▶ [WHAT YOU NEED TO DO]: In how many lines of the records does "ServiceRef" appear? Answer with one number.

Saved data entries
↓↓↓

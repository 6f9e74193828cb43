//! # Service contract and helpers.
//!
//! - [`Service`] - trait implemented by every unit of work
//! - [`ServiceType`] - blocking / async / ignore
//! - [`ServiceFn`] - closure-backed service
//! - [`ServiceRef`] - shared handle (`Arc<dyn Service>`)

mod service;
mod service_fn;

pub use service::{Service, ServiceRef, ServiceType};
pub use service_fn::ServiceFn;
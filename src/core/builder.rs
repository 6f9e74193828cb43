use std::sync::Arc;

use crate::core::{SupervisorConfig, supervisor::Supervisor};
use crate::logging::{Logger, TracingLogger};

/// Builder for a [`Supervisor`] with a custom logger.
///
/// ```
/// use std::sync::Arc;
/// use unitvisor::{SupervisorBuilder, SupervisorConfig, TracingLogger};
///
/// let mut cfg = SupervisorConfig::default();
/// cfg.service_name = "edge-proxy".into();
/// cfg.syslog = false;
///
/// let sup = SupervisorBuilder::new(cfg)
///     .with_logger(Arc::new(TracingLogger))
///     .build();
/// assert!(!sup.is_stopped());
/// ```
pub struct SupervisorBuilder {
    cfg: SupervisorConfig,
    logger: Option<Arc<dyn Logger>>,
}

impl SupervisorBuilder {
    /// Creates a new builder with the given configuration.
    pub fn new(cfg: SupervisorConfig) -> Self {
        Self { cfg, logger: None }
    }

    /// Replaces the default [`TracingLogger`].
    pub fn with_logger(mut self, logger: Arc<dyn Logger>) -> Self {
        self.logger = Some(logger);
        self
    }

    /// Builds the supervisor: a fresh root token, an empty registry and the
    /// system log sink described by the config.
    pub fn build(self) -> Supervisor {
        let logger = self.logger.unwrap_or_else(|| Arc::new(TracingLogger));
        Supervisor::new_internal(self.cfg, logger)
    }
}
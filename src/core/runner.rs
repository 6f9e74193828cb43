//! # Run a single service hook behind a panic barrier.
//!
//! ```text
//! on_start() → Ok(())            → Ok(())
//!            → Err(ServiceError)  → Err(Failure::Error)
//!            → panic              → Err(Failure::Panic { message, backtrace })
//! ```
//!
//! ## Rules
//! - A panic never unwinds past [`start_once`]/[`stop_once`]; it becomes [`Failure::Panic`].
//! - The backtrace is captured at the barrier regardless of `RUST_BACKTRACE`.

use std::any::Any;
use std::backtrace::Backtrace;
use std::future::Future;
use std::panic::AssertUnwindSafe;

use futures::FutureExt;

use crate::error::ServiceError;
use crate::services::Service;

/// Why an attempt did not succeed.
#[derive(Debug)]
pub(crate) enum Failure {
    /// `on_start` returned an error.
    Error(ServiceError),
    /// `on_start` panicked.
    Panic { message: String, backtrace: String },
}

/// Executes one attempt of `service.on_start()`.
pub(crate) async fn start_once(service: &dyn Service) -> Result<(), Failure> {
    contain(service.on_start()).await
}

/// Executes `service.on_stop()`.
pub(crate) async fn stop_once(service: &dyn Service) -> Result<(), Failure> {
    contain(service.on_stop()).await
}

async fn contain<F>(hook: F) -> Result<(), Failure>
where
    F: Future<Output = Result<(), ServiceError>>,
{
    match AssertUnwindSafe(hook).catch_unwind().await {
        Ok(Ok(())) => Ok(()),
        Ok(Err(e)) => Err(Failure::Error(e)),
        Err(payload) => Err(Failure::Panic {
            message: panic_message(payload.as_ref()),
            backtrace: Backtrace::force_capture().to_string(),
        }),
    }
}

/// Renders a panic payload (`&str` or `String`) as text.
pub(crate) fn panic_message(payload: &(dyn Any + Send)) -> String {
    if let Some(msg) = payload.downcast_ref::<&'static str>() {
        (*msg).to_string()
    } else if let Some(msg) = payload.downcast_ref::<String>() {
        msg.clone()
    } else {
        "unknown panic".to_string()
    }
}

↑↑↑

▶ [ANSWER BELOW]: 2